Password: <enter OS password>
Last login: Wed Oct 7 16:30:21 2015 from jumphost.vcloud.local
RSA Authentication Manager Installation Directory: /opt/rsa/am
rsaadmin@am81p:~> sudo su -
rsaadmin's password: <enter OS password>
am81p:~ # rpm -Uvh /tmp/MegaCli-8.07.07-1.noarch.rpm
am81p:~># alias MegaCli="/opt/MegaRAID/MegaCli/MegaCli64"
am81p:~># MegaCli -EncInfo -aALL | more
am81p:~># MegaCli -AdpBbuCmd -aALL | more
am81p:~># MegaCli -CfgDsplay -aALL | more
am81p:~># MegaCli -AdpAllInfo -aALL | more
am81p:~># MegaCli -LDInfo -Lall -aALL | more
am81p:~># MegaCli -PDList -aALL | more
- Review the logs for any BBU (Backup Battery Unit) failures or ECC (Error-correcting code memory) errors.

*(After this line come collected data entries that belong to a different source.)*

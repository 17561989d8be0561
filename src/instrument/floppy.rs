//! Floppy-drive instrument.
//!
//! Each drive is an oscillator: stepping the head back and forth at a
//! note's frequency makes the stepper motor sing. The drive owns two GPIO
//! outputs (STEP and DIRECTION) through `embedded_hal::digital::OutputPin`,
//! so the same code runs against ESP-IDF pin drivers and test doubles.
//!
//! ## Timing
//!
//! [`FloppyDrives::tick`] is called once per [`TIMER_RESOLUTION_US`]. A
//! sounding drive toggles STEP every `period` ticks (the half-period from
//! [`crate::notes::NOTE_DOUBLE_TICKS`]). Every toggle moves the head one
//! position; at either end of travel DIRECTION flips so the head bounces.
//!
//! Reset homes the head without blocking: the drive steps backwards once
//! every [`HOMING_TICKS`] until it reaches position 0.
//!
//! ## Start-up chime
//!
//! With `play_startup_sound` set, each drive in turn plays one note of
//! [`STARTUP_NOTES`] for [`STARTUP_NOTE_TICKS`], driven by the same `tick`
//! path. The first message from the controller cuts the chime short.
//!
//! [`TIMER_RESOLUTION_US`]: crate::config::TIMER_RESOLUTION_US

use embedded_hal::digital::OutputPin;
use heapless::Vec;
use log::{debug, info, trace};

use crate::app::commands::{BEND_CENTRE, DeviceCommand, SystemCommand};
use crate::app::ports::MessageConsumer;
use crate::config::{ALL_DRIVES, DeviceConfig, MAX_DRIVES, MAX_POSITION};
use crate::error::{ConfigError, Error, Result};
use crate::notes;

/// Full-scale pitch bend, in octaves (two semitones).
pub const BEND_OCTAVES: f32 = 2.0 / 12.0;

/// Ticks between homing steps (5 ms at 40 µs per tick).
pub const HOMING_TICKS: u16 = 125;

/// C major scale, one note per drive, wrapping.
pub const STARTUP_NOTES: [u8; 8] = [60, 62, 64, 65, 67, 69, 71, 72];

/// Length of each chime note (100 ms at 40 µs per tick).
pub const STARTUP_NOTE_TICKS: u32 = 2_500;

#[derive(Debug, Clone, Copy)]
struct Chime {
    drive: usize,
    remaining: u32,
}

/// One drive: a stepper head and its two control pins.
pub struct FloppyDrive<P> {
    step: P,
    direction: P,
    step_high: bool,
    reverse: bool,
    position: u8,
    /// Half-period of the note as played, before bend.
    original_period: u16,
    /// Half-period currently used by `tick`; 0 = silent.
    current_period: u16,
    tick_count: u16,
    homing: bool,
    pin_faults: u32,
}

impl<P: OutputPin> FloppyDrive<P> {
    pub fn new(step: P, direction: P) -> Self {
        let mut drive = Self {
            step,
            direction,
            step_high: false,
            reverse: false,
            position: 0,
            original_period: 0,
            current_period: 0,
            tick_count: 0,
            homing: false,
            pin_faults: 0,
        };
        set_pin(&mut drive.step, false, &mut drive.pin_faults);
        set_pin(&mut drive.direction, false, &mut drive.pin_faults);
        drive
    }

    pub fn position(&self) -> u8 {
        self.position
    }

    /// Current half-period in ticks (0 when silent).
    pub fn period(&self) -> u16 {
        self.current_period
    }

    pub fn is_playing(&self) -> bool {
        self.current_period > 0
    }

    pub fn is_homing(&self) -> bool {
        self.homing
    }

    pub fn is_reversed(&self) -> bool {
        self.reverse
    }

    /// Pin writes that returned an error since start-up.
    pub fn pin_faults(&self) -> u32 {
        self.pin_faults
    }

    fn play(&mut self, period: u16) {
        self.original_period = period;
        self.current_period = period;
        self.tick_count = 0;
        self.homing = false;
    }

    fn stop(&mut self) {
        self.original_period = 0;
        self.current_period = 0;
    }

    fn bend(&mut self, value: u16) {
        if self.original_period == 0 {
            return;
        }
        let deflection = (f32::from(value) - f32::from(BEND_CENTRE)) / f32::from(BEND_CENTRE);
        let period = f32::from(self.original_period) / 2f32.powf(BEND_OCTAVES * deflection);
        self.current_period = period.round().clamp(1.0, f32::from(u16::MAX)) as u16;
    }

    fn reset(&mut self) {
        self.stop();
        self.tick_count = 0;
        self.homing = self.position > 0;
        self.set_reverse(self.homing);
    }

    pub fn tick(&mut self) {
        if self.homing {
            self.tick_count += 1;
            if self.tick_count >= HOMING_TICKS {
                self.tick_count = 0;
                self.home_step();
            }
            return;
        }

        if self.current_period == 0 {
            return;
        }

        self.tick_count += 1;
        if self.tick_count >= self.current_period {
            self.tick_count = 0;
            self.toggle_step();
        }
    }

    fn toggle_step(&mut self) {
        if self.position >= MAX_POSITION {
            self.set_reverse(true);
        } else if self.position == 0 {
            self.set_reverse(false);
        }

        if self.reverse {
            self.position -= 1;
        } else {
            self.position += 1;
        }

        self.step_high = !self.step_high;
        set_pin(&mut self.step, self.step_high, &mut self.pin_faults);
    }

    fn home_step(&mut self) {
        if self.position == 0 {
            self.homing = false;
            self.set_reverse(false);
            return;
        }
        self.set_reverse(true);
        self.position -= 1;
        self.step_high = !self.step_high;
        set_pin(&mut self.step, self.step_high, &mut self.pin_faults);
    }

    fn set_reverse(&mut self, reverse: bool) {
        if self.reverse != reverse {
            self.reverse = reverse;
            set_pin(&mut self.direction, reverse, &mut self.pin_faults);
        }
    }
}

fn set_pin<P: OutputPin>(pin: &mut P, high: bool, faults: &mut u32) {
    let res = if high { pin.set_high() } else { pin.set_low() };
    if res.is_err() {
        *faults = faults.wrapping_add(1);
    }
}

/// All drives of this device, addressed by sub-address.
pub struct FloppyDrives<P> {
    drives: Vec<FloppyDrive<P>, MAX_DRIVES>,
    first_sub_address: u8,
    sequence_running: bool,
    chime: Option<Chime>,
}

impl<P: OutputPin> FloppyDrives<P> {
    /// Build one drive per `(step, direction)` pair, in sub-address order.
    ///
    /// Exactly `config.drive_count()` pairs must be supplied.
    pub fn new<I>(config: &DeviceConfig, pins: I) -> Result<Self>
    where
        I: IntoIterator<Item = (P, P)>,
    {
        config.validate()?;
        let expected = config.drive_count();

        let mut drives = Vec::new();
        let mut got = 0;
        for (step, direction) in pins {
            got += 1;
            if got <= expected {
                drives
                    .push(FloppyDrive::new(step, direction))
                    .map_err(|_| Error::Init("drive table full"))?;
            }
        }
        if got != expected {
            return Err(ConfigError::DriveCountMismatch { expected, got }.into());
        }

        let mut this = Self {
            drives,
            first_sub_address: config.min_sub_address,
            sequence_running: false,
            chime: None,
        };
        if config.play_startup_sound {
            info!("floppy: playing start-up chime on {} drives", expected);
            this.chime = this.chime_note(0);
        }
        Ok(this)
    }

    pub fn drive(&self, sub_address: u8) -> Option<&FloppyDrive<P>> {
        let idx = sub_address.checked_sub(self.first_sub_address)? as usize;
        self.drives.get(idx)
    }

    pub fn drives(&self) -> &[FloppyDrive<P>] {
        &self.drives
    }

    pub fn is_sequence_running(&self) -> bool {
        self.sequence_running
    }

    pub fn is_chiming(&self) -> bool {
        self.chime.is_some()
    }

    /// Pin writes that failed across all drives.
    pub fn pin_faults(&self) -> u32 {
        self.drives
            .iter()
            .fold(0, |acc, d| acc.wrapping_add(d.pin_faults()))
    }

    /// Advance every drive by one timer period.
    pub fn tick(&mut self) {
        for drive in &mut self.drives {
            drive.tick();
        }
        self.advance_chime();
    }

    fn advance_chime(&mut self) {
        let Some(mut chime) = self.chime else {
            return;
        };
        chime.remaining = chime.remaining.saturating_sub(1);
        if chime.remaining > 0 {
            self.chime = Some(chime);
            return;
        }
        if let Some(drive) = self.drives.get_mut(chime.drive) {
            drive.stop();
        }
        self.chime = self.chime_note(chime.drive + 1);
        if self.chime.is_none() {
            debug!("floppy: start-up chime done");
        }
    }

    /// Start the chime note for drive index `idx`; `None` past the last drive.
    fn chime_note(&mut self, idx: usize) -> Option<Chime> {
        let period = notes::double_ticks(STARTUP_NOTES[idx % STARTUP_NOTES.len()])?;
        self.drives.get_mut(idx)?.play(period);
        Some(Chime {
            drive: idx,
            remaining: STARTUP_NOTE_TICKS,
        })
    }

    fn cancel_chime(&mut self) {
        if let Some(chime) = self.chime.take() {
            debug!("floppy: start-up chime interrupted");
            if let Some(drive) = self.drives.get_mut(chime.drive) {
                drive.stop();
            }
        }
    }

    /// Silence every drive without moving heads.
    pub fn halt_all(&mut self) {
        for drive in &mut self.drives {
            drive.stop();
        }
    }

    /// Silence every drive and send its head home.
    pub fn reset_all(&mut self) {
        for drive in &mut self.drives {
            drive.reset();
        }
    }

    fn for_each_target(&mut self, sub_address: u8, mut f: impl FnMut(&mut FloppyDrive<P>)) {
        if sub_address == ALL_DRIVES {
            self.drives.iter_mut().for_each(f);
            return;
        }
        let Some(idx) = sub_address.checked_sub(self.first_sub_address) else {
            return;
        };
        if let Some(drive) = self.drives.get_mut(idx as usize) {
            f(drive);
        }
    }
}

impl<P: OutputPin> MessageConsumer for FloppyDrives<P> {
    fn handle_system_message(&mut self, command: u8, payload: &[u8]) {
        self.cancel_chime();
        match SystemCommand::parse(command, payload) {
            SystemCommand::SequenceStart => {
                info!("floppy: sequence start");
                self.sequence_running = true;
            }
            SystemCommand::SequenceStop => {
                info!("floppy: sequence stop");
                self.sequence_running = false;
                self.halt_all();
            }
            SystemCommand::Reset => {
                info!("floppy: reset all drives");
                self.sequence_running = false;
                self.reset_all();
            }
            SystemCommand::Other(op) => trace!("floppy: system opcode 0x{:02X} ignored", op),
        }
    }

    fn handle_device_message(&mut self, sub_address: u8, command: u8, payload: &[u8]) {
        self.cancel_chime();
        match DeviceCommand::parse(command, payload) {
            DeviceCommand::Reset => self.for_each_target(sub_address, FloppyDrive::reset),
            DeviceCommand::NoteOff => self.for_each_target(sub_address, FloppyDrive::stop),
            DeviceCommand::NoteOn { note } => match notes::double_ticks(note) {
                Some(period) => self.for_each_target(sub_address, |d| d.play(period)),
                None => debug!("floppy: note {} out of range", note),
            },
            DeviceCommand::BendPitch { value } => {
                self.for_each_target(sub_address, |d| d.bend(value));
            }
            DeviceCommand::Malformed(op) => {
                debug!("floppy: opcode 0x{:02X} with short payload ({} bytes)", op, payload.len());
            }
            DeviceCommand::Other(op) => trace!("floppy: device opcode 0x{:02X} ignored", op),
        }
    }
}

- BBU battery is used by the RAID controller to run its built in OS, and save the RAID config, if BBU needs replacement, this will degrade the RAID array.
- ECC technology is a single code correction. If ECC failures happen and persist, this means the memory has failed; hence the controller failed.
- When investigating the errors, look for the following most common errors:
- BBU charging status;
- BBU learn cycle requested (Healthy Battery should be "NO");
- Battery replacement required (Healthy Battery should be "NO");
- Make sure the number of degraded and offline physical drives is zero;
- Make sure the virtual drive status is Optimal (not Degraded);
- Confirm that none of the PDs (Physical Drive) is having the state JBOD, or unconfigured_good or unconfigured_bad; or
- Make sure there is no PFA (Predictive Failures) messages on any of the physical drives.
- The RAID controller is built-in to the RSA SecurID Appliance so if the RAID controller fails, the entire appliance will need to be returned for an RMA.
- See the attachment for a sample output of the above commands.